▼

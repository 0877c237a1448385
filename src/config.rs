//! Configuration for the scoring engine.
//!
//! Provides centralized configuration for every component with the
//! production defaults. All thresholds and weights are tunable; sections
//! missing from a JSON file fall back to their defaults.

use crate::error::{PhishGuardError, Result};
use crate::rules::RuleId;
use serde::{Deserialize, Serialize};
use std::path::{Path, PathBuf};

/// Master configuration for the scoring pipeline.
#[derive(Debug, Clone, Default, PartialEq, Serialize, Deserialize)]
#[serde(default)]
pub struct ScanConfig {
    /// Feature extraction bounds and thresholds.
    pub extractor: ExtractorConfig,
    /// Rule engine aggregation policy.
    pub rules: RuleConfig,
    /// Statistical classifier artifact and dampening.
    pub classifier: ClassifierConfig,
    /// Pattern/semantic classifier.
    pub semantic: SemanticConfig,
    /// Ensemble weights and override policy.
    pub ensemble: EnsembleConfig,
    /// Threat intelligence seeding.
    pub intel: IntelConfig,
}

impl ScanConfig {
    /// Parse a configuration from JSON and validate it.
    pub fn from_json_str(s: &str) -> Result<Self> {
        let cfg: ScanConfig = serde_json::from_str(s)?;
        cfg.validate()?;
        Ok(cfg)
    }

    /// Load a JSON configuration file.
    pub fn from_path<P: AsRef<Path>>(path: P) -> Result<Self> {
        let text = std::fs::read_to_string(path)?;
        Self::from_json_str(&text)
    }

    /// Check cross-field invariants.
    pub fn validate(&self) -> Result<()> {
        let e = &self.ensemble;
        let sum = e.rule_weight + e.ml_weight + e.semantic_weight;
        if (sum - 1.0).abs() > 1e-6 {
            return Err(PhishGuardError::Config(format!(
                "ensemble weights must sum to 1.0 (got {sum:.6})"
            )));
        }
        for (name, v) in [
            ("ensemble.rule_weight", e.rule_weight),
            ("ensemble.ml_weight", e.ml_weight),
            ("ensemble.semantic_weight", e.semantic_weight),
            ("ensemble.phishing_threshold", e.phishing_threshold),
            ("ensemble.critical_floor", e.critical_floor),
            ("ensemble.multi_high_floor", e.multi_high_floor),
            ("ensemble.single_high_floor", e.single_high_floor),
            ("classifier.threshold", self.classifier.threshold),
            ("classifier.legit_dampening", self.classifier.legit_dampening),
            ("classifier.legit_cap", self.classifier.legit_cap),
            ("semantic.primary_weight", self.semantic.primary_weight),
            ("extractor.typosquat_threshold", self.extractor.typosquat_threshold),
        ] {
            if !(0.0..=1.0).contains(&v) {
                return Err(PhishGuardError::Config(format!(
                    "{name} must be within [0, 1] (got {v})"
                )));
            }
        }
        let t = &e.severity_cutoffs;
        if !(t.critical >= t.high && t.high >= t.medium && t.medium >= t.low) {
            return Err(PhishGuardError::Config(
                "severity cutoffs must be non-increasing from critical to low".into(),
            ));
        }
        if self.extractor.max_url_length == 0 {
            return Err(PhishGuardError::Config(
                "extractor.max_url_length must be positive".into(),
            ));
        }
        Ok(())
    }
}

/// Feature extraction configuration.
#[derive(Debug, Clone, PartialEq, Serialize, Deserialize)]
#[serde(default)]
pub struct ExtractorConfig {
    /// Maximum characters analysed per URL (default: 8192).
    pub max_url_length: usize,
    /// Subdomain label count above which subdomains are excessive (default: 3).
    pub excessive_subdomain_count: usize,
    /// Registrable domain length above which it is "long" (default: 25).
    pub long_domain_length: usize,
    /// Maximum edit distance for a typosquatting candidate (default: 2).
    pub typosquat_max_distance: usize,
    /// Minimum brand length for edit-distance matching (default: 4).
    pub typosquat_min_length: usize,
    /// Similarity above which a domain is flagged as typosquatting (default: 0.7).
    pub typosquat_threshold: f64,
    /// Minimum run length of base64-alphabet characters (default: 24).
    pub base64_min_run: usize,
    /// Longest token considered by edit-distance comparisons (default: 64).
    pub max_token_length: usize,
}

impl Default for ExtractorConfig {
    fn default() -> Self {
        Self {
            max_url_length: 8192,
            excessive_subdomain_count: 3,
            long_domain_length: 25,
            typosquat_max_distance: 2,
            typosquat_min_length: 4,
            typosquat_threshold: 0.7,
            base64_min_run: 24,
            max_token_length: 64,
        }
    }
}

/// Tiered aggregation policy for the rule engine.
#[derive(Debug, Clone, PartialEq, Serialize, Deserialize)]
#[serde(default)]
pub struct RuleConfig {
    /// Base score per dominant tier.
    pub tiers: TierScores,
    /// Bonus added when matches span two or more severities (default: 0.10).
    pub mixed_severity_bonus: f64,
    /// Rules excluded from evaluation.
    pub disabled: Vec<RuleId>,
    /// URL length that is suspicious together with other indicators (default: 150).
    pub long_url_threshold: usize,
    /// URL length that is suspicious on its own (default: 200).
    pub very_long_url_threshold: usize,
    /// URL entropy threshold for short URLs (default: 4.8).
    pub high_entropy_threshold: f64,
    /// URL entropy threshold regardless of length (default: 5.2).
    pub very_high_entropy_threshold: f64,
}

impl Default for RuleConfig {
    fn default() -> Self {
        Self {
            tiers: TierScores::default(),
            mixed_severity_bonus: 0.10,
            disabled: Vec::new(),
            long_url_threshold: 150,
            very_long_url_threshold: 200,
            high_entropy_threshold: 4.8,
            very_high_entropy_threshold: 5.2,
        }
    }
}

/// Base score, per-extra-match increment and cap for each severity tier.
#[derive(Debug, Clone, PartialEq, Serialize, Deserialize)]
#[serde(default)]
pub struct TierScores {
    pub critical: TierScore,
    pub high: TierScore,
    pub medium: TierScore,
    pub low: TierScore,
}

impl Default for TierScores {
    fn default() -> Self {
        Self {
            critical: TierScore::new(0.85, 0.05, 1.0),
            high: TierScore::new(0.60, 0.10, 0.85),
            medium: TierScore::new(0.30, 0.10, 0.60),
            low: TierScore::new(0.10, 0.05, 0.30),
        }
    }
}

#[derive(Debug, Clone, Copy, PartialEq, Serialize, Deserialize)]
pub struct TierScore {
    pub base: f64,
    pub increment: f64,
    pub cap: f64,
}

impl TierScore {
    pub const fn new(base: f64, increment: f64, cap: f64) -> Self {
        Self {
            base,
            increment,
            cap,
        }
    }
}

/// Statistical classifier configuration.
#[derive(Debug, Clone, PartialEq, Serialize, Deserialize)]
#[serde(default)]
pub struct ClassifierConfig {
    /// Persisted model artifact; bootstrap is used when absent or unreadable.
    pub model_path: Option<PathBuf>,
    /// Probability at which the classifier alone calls a URL phishing (default: 0.5).
    pub threshold: f64,
    /// Multiplier applied for known-legitimate domains (default: 0.1).
    pub legit_dampening: f64,
    /// Upper bound after dampening (default: 0.15).
    pub legit_cap: f64,
    /// Number of features reported for explainability (default: 5).
    pub top_features: usize,
    /// Bootstrap corpus parameters.
    pub bootstrap: BootstrapConfig,
}

impl Default for ClassifierConfig {
    fn default() -> Self {
        Self {
            model_path: None,
            threshold: 0.5,
            legit_dampening: 0.1,
            legit_cap: 0.15,
            top_features: 5,
            bootstrap: BootstrapConfig::default(),
        }
    }
}

/// Parameters for training the fallback model.
#[derive(Debug, Clone, PartialEq, Serialize, Deserialize)]
#[serde(default)]
pub struct BootstrapConfig {
    /// RNG seed for the synthetic vectors (default: 42).
    pub seed: u64,
    /// Number of synthetic vectors, split evenly across classes (default: 1000).
    pub synthetic_samples: usize,
    /// Gradient descent epochs (default: 300).
    pub epochs: usize,
    /// Learning rate (default: 0.5).
    pub learning_rate: f64,
    /// L2 regularisation strength (default: 0.001).
    pub l2: f64,
}

impl Default for BootstrapConfig {
    fn default() -> Self {
        Self {
            seed: 42,
            synthetic_samples: 1000,
            epochs: 300,
            learning_rate: 0.5,
            l2: 0.001,
        }
    }
}

/// Pattern/semantic classifier configuration.
#[derive(Debug, Clone, PartialEq, Serialize, Deserialize)]
#[serde(default)]
pub struct SemanticConfig {
    /// Optional sequence-model artifact enabling hybrid mode.
    pub model_path: Option<PathBuf>,
    /// Weight of the sequence model in hybrid mode (default: 0.7).
    pub primary_weight: f64,
    /// Score returned for known-safe URLs (default: 0.05).
    pub safe_score: f64,
    /// Multiplier for the token pass contribution (default: 0.5).
    pub token_weight: f64,
    /// Number of tokens echoed in the result (default: 10).
    pub max_reported_tokens: usize,
}

impl Default for SemanticConfig {
    fn default() -> Self {
        Self {
            model_path: None,
            primary_weight: 0.7,
            safe_score: 0.05,
            token_weight: 0.5,
            max_reported_tokens: 10,
        }
    }
}

/// Ensemble weights and override policy.
#[derive(Debug, Clone, PartialEq, Serialize, Deserialize)]
#[serde(default)]
pub struct EnsembleConfig {
    pub rule_weight: f64,
    pub ml_weight: f64,
    pub semantic_weight: f64,
    /// Base phishing threshold on the combined score (default: 0.5).
    pub phishing_threshold: f64,
    /// Floor forced by any critical rule (default: 0.85).
    pub critical_floor: f64,
    /// Floor forced by two or more high rules (default: 0.65).
    pub multi_high_floor: f64,
    /// Floor forced by exactly one high rule (default: 0.55).
    pub single_high_floor: f64,
    /// Combined score below which a non-phishing URL is "safe" (default: 0.2).
    pub safe_below: f64,
    pub severity_cutoffs: SeverityCutoffs,
}

impl Default for EnsembleConfig {
    fn default() -> Self {
        Self {
            rule_weight: 0.35,
            ml_weight: 0.25,
            semantic_weight: 0.40,
            phishing_threshold: 0.5,
            critical_floor: 0.85,
            multi_high_floor: 0.65,
            single_high_floor: 0.55,
            safe_below: 0.2,
            severity_cutoffs: SeverityCutoffs::default(),
        }
    }
}

/// Combined-score cutoffs for the final severity.
#[derive(Debug, Clone, PartialEq, Serialize, Deserialize)]
#[serde(default)]
pub struct SeverityCutoffs {
    pub critical: f64,
    pub high: f64,
    pub medium: f64,
    pub low: f64,
}

impl Default for SeverityCutoffs {
    fn default() -> Self {
        Self {
            critical: 0.8,
            high: 0.6,
            medium: 0.4,
            low: 0.2,
        }
    }
}

/// Threat intelligence seeding.
#[derive(Debug, Clone, PartialEq, Serialize, Deserialize)]
#[serde(default)]
pub struct IntelConfig {
    /// Seed the whitelist with the built-in safe-list (default: true).
    pub seed_default_whitelist: bool,
    /// Optional newline-delimited feed file merged into the blacklist at startup.
    pub feed_path: Option<PathBuf>,
}

impl Default for IntelConfig {
    fn default() -> Self {
        Self {
            seed_default_whitelist: true,
            feed_path: None,
        }
    }
}

#[cfg(test)]
mod tests {
    use super::*;

    #[test]
    fn defaults_validate() {
        ScanConfig::default().validate().unwrap();
    }

    #[test]
    fn partial_json_keeps_defaults() {
        let cfg = ScanConfig::from_json_str(
            r#"{"ensemble": {"rule_weight": 0.5, "ml_weight": 0.2, "semantic_weight": 0.3}}"#,
        )
        .unwrap();
        assert_eq!(cfg.ensemble.rule_weight, 0.5);
        assert_eq!(cfg.ensemble.critical_floor, 0.85);
        assert_eq!(cfg.extractor.max_url_length, 8192);
    }

    #[test]
    fn weights_must_sum_to_one() {
        let err = ScanConfig::from_json_str(r#"{"ensemble": {"rule_weight": 0.9}}"#).unwrap_err();
        assert!(matches!(err, PhishGuardError::Config(_)));
    }

    #[test]
    fn disabled_rules_round_trip() {
        let mut cfg = ScanConfig::default();
        cfg.rules.disabled = vec![RuleId::UrlShortener];
        let json = serde_json::to_string(&cfg).unwrap();
        let back = ScanConfig::from_json_str(&json).unwrap();
        assert_eq!(back, cfg);
    }
}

▲

__Your goal__
The lines to copy run from the start of the records above through the line holding "pub struct ScanConfig"; give them exactly, both ends included, and nothing else.

__Written response__
repository 0877c237a1448385
filename src/config.rs
//! Configuration for the scoring engine.
//!
//! Provides centralized configuration for every component with the
//! production defaults. All thresholds and weights are tunable; sections
//! missing from a JSON file fall back to their defaults.

use crate::error::{PhishGuardError, Result};
use crate::rules::RuleId;
use serde::{Deserialize, Serialize};
use std::path::{Path, PathBuf};

/// Master configuration for the scoring pipeline.
#[derive(Debug, Clone, Default, PartialEq, Serialize, Deserialize)]
#[serde(default)]
pub struct ScanConfig {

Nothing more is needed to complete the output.